■ Task
A single number is expected: the count of lines in the entries below that contain "crate".
── Available data
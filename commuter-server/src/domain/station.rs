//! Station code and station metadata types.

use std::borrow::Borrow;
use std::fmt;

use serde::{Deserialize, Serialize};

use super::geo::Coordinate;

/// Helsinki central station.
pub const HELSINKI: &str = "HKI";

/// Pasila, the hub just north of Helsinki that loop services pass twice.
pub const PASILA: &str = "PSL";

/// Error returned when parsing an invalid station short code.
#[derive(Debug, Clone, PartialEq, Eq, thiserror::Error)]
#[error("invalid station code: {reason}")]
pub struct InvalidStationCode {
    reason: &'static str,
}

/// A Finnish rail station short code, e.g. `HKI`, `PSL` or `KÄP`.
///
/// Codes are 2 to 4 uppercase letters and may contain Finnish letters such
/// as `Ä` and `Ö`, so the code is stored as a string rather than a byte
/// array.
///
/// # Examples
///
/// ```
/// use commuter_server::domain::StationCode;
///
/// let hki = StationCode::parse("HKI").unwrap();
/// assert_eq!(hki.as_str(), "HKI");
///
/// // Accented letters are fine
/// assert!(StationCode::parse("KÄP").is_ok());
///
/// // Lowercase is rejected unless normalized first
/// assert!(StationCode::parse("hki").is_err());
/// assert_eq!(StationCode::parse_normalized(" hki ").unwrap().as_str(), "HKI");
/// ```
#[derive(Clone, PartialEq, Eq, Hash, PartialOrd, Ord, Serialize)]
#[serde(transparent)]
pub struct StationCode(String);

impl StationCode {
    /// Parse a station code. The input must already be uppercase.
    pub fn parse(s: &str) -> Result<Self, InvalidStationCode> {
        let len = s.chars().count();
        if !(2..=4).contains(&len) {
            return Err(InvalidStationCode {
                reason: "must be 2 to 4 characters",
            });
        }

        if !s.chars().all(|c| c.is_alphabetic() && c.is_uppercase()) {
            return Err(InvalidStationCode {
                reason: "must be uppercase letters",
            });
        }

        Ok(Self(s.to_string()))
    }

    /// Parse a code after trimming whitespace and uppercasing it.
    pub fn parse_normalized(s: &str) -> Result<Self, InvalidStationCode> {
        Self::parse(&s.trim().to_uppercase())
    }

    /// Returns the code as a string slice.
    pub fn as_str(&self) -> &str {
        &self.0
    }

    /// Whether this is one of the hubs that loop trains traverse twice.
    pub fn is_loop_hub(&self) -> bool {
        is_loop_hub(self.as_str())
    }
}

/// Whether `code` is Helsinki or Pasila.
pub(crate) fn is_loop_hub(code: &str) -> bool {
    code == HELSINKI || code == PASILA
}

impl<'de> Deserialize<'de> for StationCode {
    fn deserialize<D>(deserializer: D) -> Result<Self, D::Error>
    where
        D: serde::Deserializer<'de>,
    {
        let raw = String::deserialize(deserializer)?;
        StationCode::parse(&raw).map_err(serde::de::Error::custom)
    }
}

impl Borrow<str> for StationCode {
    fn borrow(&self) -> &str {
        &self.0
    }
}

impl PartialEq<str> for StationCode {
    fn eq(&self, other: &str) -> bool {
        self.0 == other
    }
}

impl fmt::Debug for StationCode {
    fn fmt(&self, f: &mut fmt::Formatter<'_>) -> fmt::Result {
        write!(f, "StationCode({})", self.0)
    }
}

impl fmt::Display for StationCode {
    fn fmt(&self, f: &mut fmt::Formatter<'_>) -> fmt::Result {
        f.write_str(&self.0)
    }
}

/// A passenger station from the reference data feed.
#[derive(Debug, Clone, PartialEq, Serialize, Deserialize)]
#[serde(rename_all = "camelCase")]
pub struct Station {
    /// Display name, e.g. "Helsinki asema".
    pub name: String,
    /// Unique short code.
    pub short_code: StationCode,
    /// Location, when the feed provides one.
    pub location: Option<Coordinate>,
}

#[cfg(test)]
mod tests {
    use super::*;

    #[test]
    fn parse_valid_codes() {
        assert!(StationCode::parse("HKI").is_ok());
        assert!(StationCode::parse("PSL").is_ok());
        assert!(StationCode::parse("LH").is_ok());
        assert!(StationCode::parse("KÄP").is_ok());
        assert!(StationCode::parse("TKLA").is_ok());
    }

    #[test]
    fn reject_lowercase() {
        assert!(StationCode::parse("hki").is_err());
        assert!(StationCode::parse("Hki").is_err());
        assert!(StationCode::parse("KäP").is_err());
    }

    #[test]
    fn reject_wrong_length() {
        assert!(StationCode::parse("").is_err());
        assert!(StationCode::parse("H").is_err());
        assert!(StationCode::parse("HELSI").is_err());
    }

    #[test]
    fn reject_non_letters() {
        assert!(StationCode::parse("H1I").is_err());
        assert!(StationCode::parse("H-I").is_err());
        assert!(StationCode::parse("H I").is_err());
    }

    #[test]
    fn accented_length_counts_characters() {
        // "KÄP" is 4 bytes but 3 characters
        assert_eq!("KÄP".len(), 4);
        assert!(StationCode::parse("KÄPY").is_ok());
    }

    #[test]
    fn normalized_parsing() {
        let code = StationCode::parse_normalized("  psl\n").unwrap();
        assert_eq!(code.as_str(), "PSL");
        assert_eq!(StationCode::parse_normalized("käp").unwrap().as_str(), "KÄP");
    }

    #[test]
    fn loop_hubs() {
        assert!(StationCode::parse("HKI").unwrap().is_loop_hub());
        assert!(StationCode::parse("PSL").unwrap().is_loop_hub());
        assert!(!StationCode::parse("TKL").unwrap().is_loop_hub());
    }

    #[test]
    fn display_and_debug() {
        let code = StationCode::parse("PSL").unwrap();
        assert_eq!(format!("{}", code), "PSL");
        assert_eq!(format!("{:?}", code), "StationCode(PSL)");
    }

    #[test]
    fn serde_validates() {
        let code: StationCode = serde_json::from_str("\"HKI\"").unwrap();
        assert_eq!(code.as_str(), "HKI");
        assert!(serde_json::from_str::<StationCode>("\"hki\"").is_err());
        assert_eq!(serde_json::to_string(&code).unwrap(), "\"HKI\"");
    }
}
────
── Available data
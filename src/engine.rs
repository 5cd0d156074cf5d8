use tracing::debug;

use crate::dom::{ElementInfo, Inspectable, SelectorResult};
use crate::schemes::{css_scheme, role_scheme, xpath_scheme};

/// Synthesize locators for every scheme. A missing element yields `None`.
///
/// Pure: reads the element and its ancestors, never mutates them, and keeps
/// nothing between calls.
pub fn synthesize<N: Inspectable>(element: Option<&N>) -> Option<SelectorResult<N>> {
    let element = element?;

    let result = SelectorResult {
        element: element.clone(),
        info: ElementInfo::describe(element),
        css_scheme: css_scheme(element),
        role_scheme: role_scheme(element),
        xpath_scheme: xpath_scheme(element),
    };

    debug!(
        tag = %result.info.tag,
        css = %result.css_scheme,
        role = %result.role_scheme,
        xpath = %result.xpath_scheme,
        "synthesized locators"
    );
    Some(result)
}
────
■ Reply to the task
3